[Stored items]
======
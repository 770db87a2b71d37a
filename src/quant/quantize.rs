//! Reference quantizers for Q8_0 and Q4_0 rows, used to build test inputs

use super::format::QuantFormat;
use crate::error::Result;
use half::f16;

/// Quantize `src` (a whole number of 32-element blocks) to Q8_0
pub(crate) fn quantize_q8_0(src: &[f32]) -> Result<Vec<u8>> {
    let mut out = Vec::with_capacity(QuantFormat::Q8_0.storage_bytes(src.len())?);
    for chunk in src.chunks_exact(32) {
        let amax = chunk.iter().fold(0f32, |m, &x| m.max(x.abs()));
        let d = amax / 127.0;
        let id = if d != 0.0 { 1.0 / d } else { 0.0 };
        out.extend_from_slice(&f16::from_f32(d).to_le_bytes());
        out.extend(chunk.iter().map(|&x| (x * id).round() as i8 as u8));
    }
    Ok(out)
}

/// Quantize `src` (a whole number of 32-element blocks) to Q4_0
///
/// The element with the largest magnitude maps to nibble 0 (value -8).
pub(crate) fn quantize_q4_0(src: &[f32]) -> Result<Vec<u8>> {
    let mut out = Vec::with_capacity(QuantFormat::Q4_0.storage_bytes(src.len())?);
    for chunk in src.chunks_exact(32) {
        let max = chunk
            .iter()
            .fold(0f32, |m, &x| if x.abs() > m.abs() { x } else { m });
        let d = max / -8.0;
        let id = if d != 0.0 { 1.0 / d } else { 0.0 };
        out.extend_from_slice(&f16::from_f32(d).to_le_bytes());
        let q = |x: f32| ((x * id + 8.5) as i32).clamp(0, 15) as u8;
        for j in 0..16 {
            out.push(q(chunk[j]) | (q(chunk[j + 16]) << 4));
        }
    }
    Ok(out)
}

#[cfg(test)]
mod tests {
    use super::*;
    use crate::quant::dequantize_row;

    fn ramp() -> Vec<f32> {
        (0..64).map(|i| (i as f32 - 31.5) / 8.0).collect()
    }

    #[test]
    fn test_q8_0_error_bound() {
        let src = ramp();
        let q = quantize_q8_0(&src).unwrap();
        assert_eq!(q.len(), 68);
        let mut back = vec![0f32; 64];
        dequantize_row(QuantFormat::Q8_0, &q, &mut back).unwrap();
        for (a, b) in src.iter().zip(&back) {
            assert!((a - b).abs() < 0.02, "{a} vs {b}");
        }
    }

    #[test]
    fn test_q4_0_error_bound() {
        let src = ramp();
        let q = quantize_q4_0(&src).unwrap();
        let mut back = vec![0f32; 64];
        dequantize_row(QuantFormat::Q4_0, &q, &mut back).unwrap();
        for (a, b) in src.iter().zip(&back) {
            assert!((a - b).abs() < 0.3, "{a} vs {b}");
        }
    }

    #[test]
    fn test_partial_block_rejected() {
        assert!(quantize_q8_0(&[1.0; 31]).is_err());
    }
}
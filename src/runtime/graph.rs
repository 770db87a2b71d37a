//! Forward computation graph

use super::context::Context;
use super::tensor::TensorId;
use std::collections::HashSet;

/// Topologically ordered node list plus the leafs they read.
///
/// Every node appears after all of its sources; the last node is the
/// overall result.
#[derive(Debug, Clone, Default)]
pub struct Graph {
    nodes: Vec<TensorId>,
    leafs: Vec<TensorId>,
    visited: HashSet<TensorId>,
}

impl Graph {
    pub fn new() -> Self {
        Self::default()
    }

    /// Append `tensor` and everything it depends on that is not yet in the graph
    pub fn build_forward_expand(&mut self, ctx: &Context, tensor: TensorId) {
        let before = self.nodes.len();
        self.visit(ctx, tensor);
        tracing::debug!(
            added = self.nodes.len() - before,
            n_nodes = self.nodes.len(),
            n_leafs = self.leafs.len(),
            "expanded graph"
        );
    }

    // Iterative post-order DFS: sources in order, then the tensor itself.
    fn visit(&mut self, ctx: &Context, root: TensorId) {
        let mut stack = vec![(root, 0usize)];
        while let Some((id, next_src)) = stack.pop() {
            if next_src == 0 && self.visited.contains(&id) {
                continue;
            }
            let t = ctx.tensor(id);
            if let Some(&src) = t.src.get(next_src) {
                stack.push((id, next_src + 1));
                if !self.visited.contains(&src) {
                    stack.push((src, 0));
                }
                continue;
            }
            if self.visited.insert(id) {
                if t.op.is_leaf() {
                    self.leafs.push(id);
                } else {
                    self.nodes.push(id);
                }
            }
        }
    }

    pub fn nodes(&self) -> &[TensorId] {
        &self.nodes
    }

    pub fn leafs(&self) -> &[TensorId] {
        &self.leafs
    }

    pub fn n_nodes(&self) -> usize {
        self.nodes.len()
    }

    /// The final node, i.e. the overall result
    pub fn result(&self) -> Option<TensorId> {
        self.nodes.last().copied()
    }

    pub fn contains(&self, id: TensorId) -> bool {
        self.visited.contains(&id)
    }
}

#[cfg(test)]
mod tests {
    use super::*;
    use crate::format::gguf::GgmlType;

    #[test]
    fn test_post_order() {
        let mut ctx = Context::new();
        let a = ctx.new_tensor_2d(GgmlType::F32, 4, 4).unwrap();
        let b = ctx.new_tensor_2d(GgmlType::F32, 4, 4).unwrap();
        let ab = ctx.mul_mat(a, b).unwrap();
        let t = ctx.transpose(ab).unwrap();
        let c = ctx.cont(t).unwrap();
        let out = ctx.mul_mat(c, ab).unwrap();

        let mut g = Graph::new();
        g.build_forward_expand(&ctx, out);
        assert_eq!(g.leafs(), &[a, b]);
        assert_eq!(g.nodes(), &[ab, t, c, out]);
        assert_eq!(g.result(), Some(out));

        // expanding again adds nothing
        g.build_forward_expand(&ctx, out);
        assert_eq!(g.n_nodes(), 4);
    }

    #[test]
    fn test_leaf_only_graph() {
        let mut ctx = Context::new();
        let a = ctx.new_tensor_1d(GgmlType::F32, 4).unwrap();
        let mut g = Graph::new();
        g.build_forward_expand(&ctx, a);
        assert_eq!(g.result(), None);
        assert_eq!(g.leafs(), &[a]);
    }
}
======
◆ WHAT THE TASK ASKS
Go line by line through the data and copy any that contain "whole".

◆ RESPONSE AREA
/// Quantize `src` (a whole number of 32-element blocks) to Q8_0
/// Quantize `src` (a whole number of 32-element blocks) to Q4_0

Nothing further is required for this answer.